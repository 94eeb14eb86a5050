//! Unit tests for service error classification and messages.

use crate::tracker::{
    domain::{
        InvalidTransition, ProjectName, SprintId, SprintTransitionError, StoryId,
        TrackerDomainError, WorkflowStatus,
    },
    ports::TrackerStoreError,
    services::{ErrorKind, TrackedEntity, TrackerConflict, TrackerServiceError},
};
use rstest::rstest;
use uuid::Uuid;

fn sprint_id() -> SprintId {
    SprintId::from_uuid(Uuid::new_v4())
}

#[rstest]
#[case(
    TrackerServiceError::NotFound(TrackedEntity::Sprint(sprint_id())),
    ErrorKind::NotFound
)]
#[case(
    TrackerServiceError::Conflict(TrackerConflict::SprintAlreadyActive(sprint_id())),
    ErrorKind::Conflict
)]
#[case(
    TrackerServiceError::InvalidTransition(InvalidTransition {
        from: WorkflowStatus::Todo,
        to: WorkflowStatus::Done,
    }),
    ErrorKind::InvalidTransition
)]
#[case(
    TrackerServiceError::Domain(TrackerDomainError::EmptyDocumentContent),
    ErrorKind::Validation
)]
#[case(
    TrackerServiceError::Store(TrackerStoreError::Contention),
    ErrorKind::Contention
)]
#[case(
    TrackerServiceError::Store(TrackerStoreError::persistence(std::io::Error::other("down"))),
    ErrorKind::Internal
)]
fn errors_are_classified(#[case] err: TrackerServiceError, #[case] expected: ErrorKind) {
    assert_eq!(err.kind(), expected);
}

#[rstest]
fn duplicate_store_records_become_conflicts() {
    let name = ProjectName::new("Apollo").expect("valid name");
    let story = StoryId::from_uuid(Uuid::new_v4());
    let sprint = sprint_id();

    let duplicate_name = TrackerServiceError::from(TrackerStoreError::DuplicateProjectName(name));
    let duplicate_member =
        TrackerServiceError::from(TrackerStoreError::DuplicateMembership { story, sprint });

    assert!(matches!(
        duplicate_name,
        TrackerServiceError::Conflict(TrackerConflict::DuplicateProjectName(_))
    ));
    assert!(matches!(
        duplicate_member,
        TrackerServiceError::Conflict(TrackerConflict::AlreadyInSprint { .. })
    ));
}

#[rstest]
fn sprint_transition_errors_become_conflicts_with_their_message() {
    let sprint = sprint_id();

    let active = TrackerServiceError::from(SprintTransitionError::AlreadyActive(sprint));
    let closed = TrackerServiceError::from(SprintTransitionError::Closed(sprint));

    assert_eq!(active.kind(), ErrorKind::Conflict);
    assert_eq!(active.to_string(), format!("sprint {sprint} is already active"));
    assert_eq!(
        closed.to_string(),
        format!("cannot start a closed sprint ({sprint})")
    );
}

#[rstest]
fn not_found_names_the_entity() {
    let story = StoryId::from_uuid(Uuid::new_v4());

    let err = TrackerServiceError::NotFound(TrackedEntity::Story(story));

    assert_eq!(err.to_string(), format!("story {story} not found"));
}
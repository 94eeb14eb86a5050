//! Extractors whose rejections render as [`ApiError`].

use super::error::ApiError;
use axum::{
    Json,
    extract::{FromRequest, FromRequestParts, Path, Query, Request},
    http::request::Parts,
};
use serde::de::DeserializeOwned;

/// JSON request body.
#[derive(Debug)]
pub struct ApiJson<T>(pub T);

impl<S, T> FromRequest<S> for ApiJson<T>
where
    T: DeserializeOwned,
    S: Send + Sync,
{
    type Rejection = ApiError;

    async fn from_request(req: Request, state: &S) -> Result<Self, Self::Rejection> {
        let Json(value) = Json::<T>::from_request(req, state).await?;
        Ok(Self(value))
    }
}

/// Path parameters.
#[derive(Debug)]
pub struct ApiPath<T>(pub T);

impl<S, T> FromRequestParts<S> for ApiPath<T>
where
    T: DeserializeOwned + Send,
    S: Send + Sync,
{
    type Rejection = ApiError;

    async fn from_request_parts(parts: &mut Parts, state: &S) -> Result<Self, Self::Rejection> {
        let Path(value) = Path::<T>::from_request_parts(parts, state).await?;
        Ok(Self(value))
    }
}

/// Query-string parameters.
#[derive(Debug)]
pub struct ApiQuery<T>(pub T);

impl<S, T> FromRequestParts<S> for ApiQuery<T>
where
    T: DeserializeOwned,
    S: Send + Sync,
{
    type Rejection = ApiError;

    async fn from_request_parts(parts: &mut Parts, state: &S) -> Result<Self, Self::Rejection> {
        let Query(value) = Query::<T>::from_request_parts(parts, state).await?;
        Ok(Self(value))
    }
}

________________________

Description of the task: The answer should be one number, namely how many lines of the entries above include the string "ApiJson".

Solution: 2